The effect of nicotine 1 nM-10 microM on the efflux of [(3)H]D-aspartate was tested in primary cultures of rat cortical neurons kept at rest and subjected to electrical field stimulation. Two trains of pulses at 20 Hz for 20 s were applied at the 60th (St(1)) and 90th (St(2)) min of perfusion. The drug slightly and transiently increased the efflux of resting cells while, when given during St(2), it greatly enhanced the electrically evoked efflux estimated as St(2)/St(1) ratio, EC(50) being 107 nM. The nicotinic receptors (nAChR) giving rise to this positive modulation were partly mecamylamine- and partly alpha-bungarotoxin-sensitive.
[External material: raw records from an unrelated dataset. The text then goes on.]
//! Configuration CLI commands.
//!
//! Provides `config show`, `config init` and `config path`.

use std::path::PathBuf;

use clap::Subcommand;
use mapgeoloc::config::{config_file_path, ConfigFile};

use super::common::load_config;
use crate::error::CliError;

/// Config subcommands.
#[derive(Debug, Subcommand)]
pub enum ConfigCommands {
    /// Print the effective configuration as INI
    Show {
        /// Read this file instead of the default location
        #[arg(long)]
        config: Option<PathBuf>,
    },

    /// Write a configuration file with default values
    Init {
        /// Overwrite an existing file
        #[arg(long)]
        force: bool,
    },

    /// Show the configuration file path
    Path,
}

/// Run a config subcommand.
pub fn run(command: ConfigCommands) -> Result<(), CliError> {
    match command {
        ConfigCommands::Show { config } => run_show(config),
        ConfigCommands::Init { force } => run_init(force),
        ConfigCommands::Path => run_path(),
    }
}

fn run_show(path: Option<PathBuf>) -> Result<(), CliError> {
    let config = load_config(path.as_deref())?;
    print!("{}", config.to_ini_string());
    Ok(())
}

fn run_init(force: bool) -> Result<(), CliError> {
    let path = default_path()?;
    if path.exists() && !force {
        return Err(CliError::Config(format!(
            "{} already exists. Use --force to overwrite it.",
            path.display()
        )));
    }

    ConfigFile::default().save_to(&path)?;
    println!("Wrote default configuration to {}", path.display());
    Ok(())
}

fn run_path() -> Result<(), CliError> {
    let path = default_path()?;
    println!("{}", path.display());
    Ok(())
}

fn default_path() -> Result<PathBuf, CliError> {
    config_file_path()
        .ok_or_else(|| CliError::Config("No configuration directory on this platform".to_string()))
}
They appeared to be located at the nerve endings since nicotine facilitation was only slightly prevented by tetrodotoxin during depolarisation with 15 mM KCl. Pretreatment with glutamate antagonists did not reveal any interaction between nAChR and ionotropic glutamate receptors. Membrane glutamate carrier involvement in the nicotine effect was ruled out. Long-term treatment with nicotine 1 microM (from the 3rd-4th to the 8th-9th day in vitro) reduced the maximal response to the drug but shifted its threshold concentration to the left (from 10 nM to 1 nM), leaving the contribution of the two receptor subtypes unchanged. Reduced responsiveness to nicotine was also evident in long-term treated cerebellar granule cells. In conclusion, presynaptic nAChR's, both containing and lacking alpha(7) subunits, can contribute to enhance the glutamatergic secretion in primary cultures of rat cortical neurons, chiefly during electrical stimulation.